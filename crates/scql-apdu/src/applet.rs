//! The card applet.
//!
//! [`ScqlApplet`] is the command loop of the card: it parses a raw command
//! APDU, dispatches it to the [`Database`] it owns and answers with a
//! response APDU. Failures never escape `process`; they become status
//! words.
//!
//! ```text
//!  bytes ──► CommandApdu::parse ──► Command::decode ──► execute ──► Database
//!                                                          │
//!  bytes ◄── ResponseApdu::to_bytes ◄──────── data | status word
//! ```

use bytes::Bytes;
use tracing::debug;

use scql_common::config::EngineConfig;
use scql_common::error::ScqlResult;
use scql_engine::Database;

use crate::command::CommandApdu;
use crate::request::{Command, ScqlRequest, TransactionOp};
use crate::response::ResponseApdu;

/// An SCQL card applet.
///
/// # Example
///
/// ```rust
/// use scql_apdu::{ScqlApplet, StatusWord};
///
/// let mut applet = ScqlApplet::default();
/// // create table T (a)
/// let response = applet.process(&[0x00, 0x10, 0x00, 0x80, 0x05, 0x01, b'T', 0x01, 0x01, b'a']);
/// assert_eq!(response.status, StatusWord::SUCCESS);
///
/// // open without a declared cursor
/// let response = applet.process(&[0x00, 0x10, 0x00, 0x88]);
/// assert_eq!(response.status, StatusWord::CONDITIONS_NOT_SATISFIED);
/// ```
#[derive(Debug, Clone, Default)]
pub struct ScqlApplet {
    db: Database,
}

impl ScqlApplet {
    /// Creates an applet over an empty database.
    pub fn new(config: EngineConfig) -> ScqlResult<Self> {
        Ok(Self::from_database(Database::new(config)?))
    }

    /// Creates an applet over an existing database.
    #[must_use]
    pub fn from_database(db: Database) -> Self {
        Self { db }
    }

    /// Returns the database.
    #[inline]
    #[must_use]
    pub fn database(&self) -> &Database {
        &self.db
    }

    /// Consumes the applet, returning the database.
    #[must_use]
    pub fn into_database(self) -> Database {
        self.db
    }

    /// Processes one raw command APDU.
    pub fn process(&mut self, bytes: &[u8]) -> ResponseApdu {
        match CommandApdu::parse(bytes) {
            Ok(apdu) => self.process_command(&apdu),
            Err(e) => {
                debug!(error = %e, "malformed command APDU");
                ResponseApdu::from_error(&e)
            }
        }
    }

    /// Processes one parsed command APDU.
    pub fn process_command(&mut self, apdu: &CommandApdu) -> ResponseApdu {
        let result = Command::decode(apdu).and_then(|command| {
            debug!(command = %command, "dispatching");
            self.execute(command)
        });

        match result {
            Ok(data) => ResponseApdu::with_data(data),
            Err(e) => {
                debug!(
                    ins = apdu.ins,
                    p2 = apdu.p2,
                    status = e.status_word(),
                    error = %e,
                    "command failed"
                );
                ResponseApdu::from_error(&e)
            }
        }
    }

    /// Executes a decoded command, returning the response data.
    pub fn execute(&mut self, command: Command) -> ScqlResult<Bytes> {
        match command {
            Command::Select => Ok(Bytes::new()),
            Command::Scql(request) => self.execute_scql(request),
            Command::Transaction(op) => {
                match op {
                    TransactionOp::Begin => self.db.begin_transaction()?,
                    TransactionOp::Commit => self.db.commit_transaction()?,
                    TransactionOp::Abort => self.db.abort_transaction()?,
                }
                Ok(Bytes::new())
            }
        }
    }

    fn execute_scql(&mut self, request: ScqlRequest) -> ScqlResult<Bytes> {
        let db = &mut self.db;
        match request {
            ScqlRequest::CreateTable { name, columns } => {
                db.create_table(name, columns)?;
            }
            ScqlRequest::CreateView {
                name,
                table,
                columns,
                filters,
            } => {
                db.create_view(name, &table, columns, filters)?;
            }
            ScqlRequest::DropTable { name } => db.drop_table(&name)?,
            ScqlRequest::DropView { name } => db.drop_view(&name)?,
            ScqlRequest::DeclareCursor {
                object,
                columns,
                filters,
            } => db.declare_cursor(&object, columns, filters)?,
            ScqlRequest::Open => db.open()?,
            ScqlRequest::Next => db.next()?,
            ScqlRequest::Fetch => return Ok(db.fetch()?.to_bytes()),
            ScqlRequest::FetchNext => return Ok(db.fetch_next()?.to_bytes()),
            ScqlRequest::Insert { table, values } => {
                db.insert(&table, values)?;
            }
            ScqlRequest::Update { column, value } => db.update(&value, &column)?,
            ScqlRequest::Delete => db.delete()?,
        }
        Ok(Bytes::new())
    }
}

▸ **WHAT YOU NEED TO DO**: Check the data above and report how many lines include the word "CommandApdu", using a bare number.

▸ **RESPONSE TO THE EXERCISE**: 4